You will be pleased to note that multiple physicists are at work on the problem of why a piece of falling toast tends to land with the butter side down.

  • Shayne Gryn

    Jay Ingram wrote about this in his book “The Velocity Of Honey”.

  • http://twitter.com/DrEvil Dr Evil

    The Mythbusters did a pretty convincing test on this (even including a toast nudging machine)  and pronounced it busted,  http://dsc.discovery.com/tv-shows/mythbusters/mythbusters-database/toast-fall-buttered-side-down.htm 

    • oasisob1

      When federal grants are on the line, already knowing the answer to a question is irrelevant.

    • http://twitter.com/fossilfuels Funk Daddy

      That was a convincing test? 

      How often to you dine on a 30 foot precipice? 

      I proclaim their test is busted, for foregoing a replication of the actual circumstance from which the myth arose.

      Watch the video, read the short paper associated with this posting, you will find it convincing, when buttered toast, which most of us carry by the edge and set buttered side UP, will land face down most every time when dropped from or slid off the edge of a table, or the waist or chest, where most carry a plate.

      Robert Matthews convincingly examined the ACTUAL myth, not the Mythbuster writers attempt to make it dangerous or sexy or robotic. 

      Mythbusters FAIL.

      (edit – although, because he did not use actual butter I still demand a recount.)

  • baronsamedi

    Samedi’s Law of No Exceptions to Murphy’s Law: If the toast doesn’t fall on the butter side, then some unattended and even worse consequence will be brought about as a result.

  • http://twitter.com/fossilfuels Funk Daddy

    Yeah this whole paper is flawed. You can see that is not butter he is using.

    http://www.youtube.com/watch?v=zwIfBSbNQCs

  • http://twitter.com/haraldgaede haraldgaede

    I was led to believe that the chance of the bread falling butter side down was directly proportional to the cost of the carpet.

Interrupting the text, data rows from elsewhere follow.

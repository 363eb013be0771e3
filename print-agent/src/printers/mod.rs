//! Local printer enumeration and classification
//!
//! The enumerator snapshots what the OS spooler already knows; there
//! is no network discovery. Classification is a pure function of the
//! raw OS record, so it is fully unit-tested without hardware.

mod classify;
mod enumerator;

pub use classify::{classify, RawPrinter};
pub use enumerator::{enumerate, EnumerationError};
impl SessionHandle {
    pub fn state(&self) -> ConnectionState {
        *self.state_rx.borrow()
    }

    pub fn state_watch(&self) -> watch::Receiver<ConnectionState> {
        self.state_rx.clone()
    }

    /// Register a printer with the backend and await the ack.
    /// On success the descriptor enters the replay cache.
    pub async fn register_printer(
        &self,
        printer: PrinterDescriptor,
    ) -> Result<(), SessionError> {
        let (tx, rx) = oneshot::channel();
        self.cmd_tx
            .send(Command::RegisterPrinter { printer, reply: tx })
            .await
            .map_err(|_| SessionError::Closed)?;
        rx.await.map_err(|_| SessionError::Closed)?
    }

    pub async fn update_printer_status(
        &self,
        printer_id: impl Into<String>,
        status: impl Into<String>,
        metadata: serde_json::Value,
    ) -> Result<(), SessionError> {
        let (tx, rx) = oneshot::channel();
        self.cmd_tx
            .send(Command::UpdatePrinterStatus {
                printer_id: printer_id.into(),
                status: status.into(),
                metadata,
                reply: tx,
            })
            .await
            .map_err(|_| SessionError::Closed)?;
        rx.await.map_err(|_| SessionError::Closed)?
    }

    /// Queue a heartbeat for one printer. Best effort.
    pub async fn send_heartbeat(&self, printer_id: impl Into<String>) {
        let _ = self
            .cmd_tx
            .send(Command::Heartbeat {
                printer_id: printer_id.into(),
            })
            .await;
    }

    /// Ask the backend for all pending jobs for this client.
    pub async fn get_all_pending_jobs(&self) -> Result<Vec<PrintJob>, SessionError> {
        let (tx, rx) = oneshot::channel();
        self.cmd_tx
            .send(Command::GetPendingJobs { reply: tx })
            .await
            .map_err(|_| SessionError::Closed)?;
        rx.await.map_err(|_| SessionError::Closed)?
    }

    /// Fire-and-forget job status report. No ack is awaited, so
    /// concurrent jobs never race on a shared ack channel; a lost
    /// update does not affect local queue state.
    pub fn update_job_status(
        &self,
        job_id: impl Into<String>,
        status: impl Into<String>,
        metadata: serde_json::Value,
    ) {
        let _ = self.cmd_tx.try_send(Command::UpdateJobStatus {
            job_id: job_id.into(),
            status: status.into(),
            metadata,
        });
    }

    /// Operator-initiated disconnect: no reconnection follows.
    pub async fn disconnect(&self) {
        let _ = self.cmd_tx.send(Command::Disconnect).await;
    }
}

/// Spawn the session worker onto the task registry.
pub fn spawn_session(
    config: SessionConfig,
    signals: mpsc::UnboundedSender<SessionSignal>,
    tasks: &mut BackgroundTasks,
) -> SessionHandle {
    let (cmd_tx, cmd_rx) = mpsc::channel(64);
    let (state_tx, state_rx) = watch::channel(ConnectionState::Disconnected);

    let worker = SessionWorker {
        config,
        cmd_rx,
        signals,
        state_tx,
        registered: Vec::new(),
        pending: HashMap::new(),
    };

    let token = tasks.shutdown_token();
    tasks.spawn("socket_session", TaskKind::Worker, async move {
        worker.run(token).await;
    });

    SessionHandle { cmd_tx, state_rx }
}

struct SessionWorker {
    config: SessionConfig,
    cmd_rx: mpsc::Receiver<Command>,
    signals: mpsc::UnboundedSender<SessionSignal>,
    state_tx: watch::Sender<ConnectionState>,
    /// Insertion-ordered registered-printer cache, replayed after
    /// every reconnect.
    registered: Vec<PrinterDescriptor>,
    pending: HashMap<String, PendingRequest>,
}
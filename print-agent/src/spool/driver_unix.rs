//! CUPS submission and polling (Linux / macOS)
//!
//! Submission shells out to `lp`; the spooler job id is recovered from
//! the `request id is <printer>-<n>` line. Raw streams are written to
//! a spool file and submitted with `-o raw` so the driver does not
//! reinterpret them.

use async_trait::async_trait;
use tokio::process::Command;

use shared::PrinterDescriptor;

use crate::render::{RenderedOutput, ScratchDir};

use super::driver::{SpoolError, SpoolerDriver, SpoolerHandle, SubmitOptions};
use super::monitor::{OsJobStatus, SpoolerPoll};

pub struct LpDriver {
    scratch: ScratchDir,
}

impl LpDriver {
    pub fn new(scratch: ScratchDir) -> Self {
        Self { scratch }
    }

    async fn run_lp(&self, args: &[String]) -> Result<SpoolerHandle, SpoolError> {
        let output = Command::new("lp")
            .args(args)
            .output()
            .await
            .map_err(|e| SpoolError::Platform(format!("lp: {e}")))?;

        if !output.status.success() {
            return Err(SpoolError::Rejected(
                String::from_utf8_lossy(&output.stderr).trim().to_string(),
            ));
        }

        let stdout = String::from_utf8_lossy(&output.stdout);
        let os_job_id = parse_request_id(&stdout);
        if os_job_id.is_none() {
            tracing::warn!("lp accepted the job but no request id was found: {stdout}");
        }
        Ok(SpoolerHandle { os_job_id })
    }
}

#[async_trait]
impl SpoolerDriver for LpDriver {
    async fn submit(
        &self,
        output: &RenderedOutput,
        printer: &PrinterDescriptor,
        options: &SubmitOptions,
    ) -> Result<SpoolerHandle, SpoolError> {
        let mut args: Vec<String> = vec!["-d".into(), printer.system_name.clone()];

        let path = match output {
            RenderedOutput::Stream(bytes) => {
                // Device streams bypass the driver's filters.
                args.push("-o".into());
                args.push("raw".into());
                let spool_path = self.scratch.file_for(&options.job_id, "bin");
                tokio::fs::write(&spool_path, bytes).await?;
                self.scratch.schedule_cleanup(spool_path.clone());
                spool_path
            }
            RenderedOutput::File(path) => {
                if options.landscape {
                    args.push("-o".into());
                    args.push("landscape".into());
                }
                if let (Some(w), Some(h)) = (options.page_width_mm, options.page_height_mm) {
                    args.push("-o".into());
                    args.push(format!("media=Custom.{w:.0}x{h:.0}mm"));
                }
                path.clone()
            }
        };

        args.push(path.to_string_lossy().into_owned());
        tracing::info!(
            printer = %printer.system_name,
            job_id = %options.job_id,
            "Submitting via lp"
        );
        self.run_lp(&args).await
    }
}

/// Parse `request id is TM-T88V-123 (1 file(s))` → 123.
fn parse_request_id(stdout: &str) -> Option<u32> {
    let rest = stdout.split("request id is ").nth(1)?;
    let request = rest.split_whitespace().next()?;
    let (_, id) = request.rsplit_once('-')?;
    id.parse().ok()
}

/// CUPS-level job status.
///
/// `lpstat` only distinguishes "still in the queue" from "completed";
/// transient device conditions surface through the printer state, not
/// the job listing, so an in-queue job is reported as printing.
pub struct CupsPoll;

#[async_trait]
impl SpoolerPoll for CupsPoll {
    async fn job_status(
        &self,
        printer: &str,
        os_job_id: u32,
    ) -> Result<OsJobStatus, SpoolError> {
        let active = lpstat_jobs(&["-W", "not-completed", "-o", printer]).await?;
        if job_listed(&active, printer, os_job_id) {
            return Ok(OsJobStatus::Printing);
        }

        let completed = lpstat_jobs(&["-W", "completed", "-o", printer]).await?;
        if job_listed(&completed, printer, os_job_id) {
            return Ok(OsJobStatus::Printed);
        }

        Ok(OsJobStatus::Missing)
    }
}

async fn lpstat_jobs(args: &[&str]) -> Result<String, SpoolError> {
    let output = Command::new("lpstat")
        .args(args)
        .output()
        .await
        .map_err(|e| SpoolError::Platform(format!("lpstat: {e}")))?;

    if !output.status.success() {
        return Err(SpoolError::Platform(format!(
            "lpstat failed: {}",
            String::from_utf8_lossy(&output.stderr).trim()
        )));
    }

    Ok(String::from_utf8_lossy(&output.stdout).into_owned())
}

/// `lpstat -o` lines begin with `<printer>-<id>`.
fn job_listed(output: &str, printer: &str, os_job_id: u32) -> bool {
    let needle = format!("{printer}-{os_job_id}");
    output.lines().any(|line| {
        line.split_whitespace()
            .next()
            .map(|first| first == needle)
            .unwrap_or(false)
    })
}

  • http://blog.glennf.com/ Glenn Fleishman

    I hope you’re aware of the seminal work on this matter by David S. Cohen, et al. Mr Cohen was later forced to flee into exile from mathematics to Hollywood and change his name to David X. Cohen, where he co-created Futurama. (All true except the fleeing part.)

  • mpb

    In England this is the jambootie law, because the jam filled cookie (biscuit) always falls to the floor jam side first. Testing confirms! Back off the dip, George Costanza My cousins even had wall paper illustrating this.

  • Jonathan Roberts

    Did they check the accompanying question of what would happen if you strapped a piece of buttered toast to the back of a cat, to see which law is stronger?

  • http://www.facebook.com/porZeus Pedro Romero

    As I posted in the original blog, we should include the definitive work on the bread tumbling problem from a general relativity standpoint:

    “On the einstein-murphy interaction,” by A. Held, P. Yodzis, General Relativity and Gravitation, September 1981, Volume 13, Issue 9, pp 873-882.

    You can get the full paper here:
    http://link.springer.com/article/10.1007%2FBF00764273?LI=true

  • PrairieLynn

    Quite a while ago I saw Bill Nye the Science Guy do a pretty definitive experiment with bread and jam on his TV show. He concluded that the height of the counter or table was the significant variable after drops from a step ladder twice the counter height consistently landed jam side up. I couldn’t find a video, perhaps it has been discredited by creationists.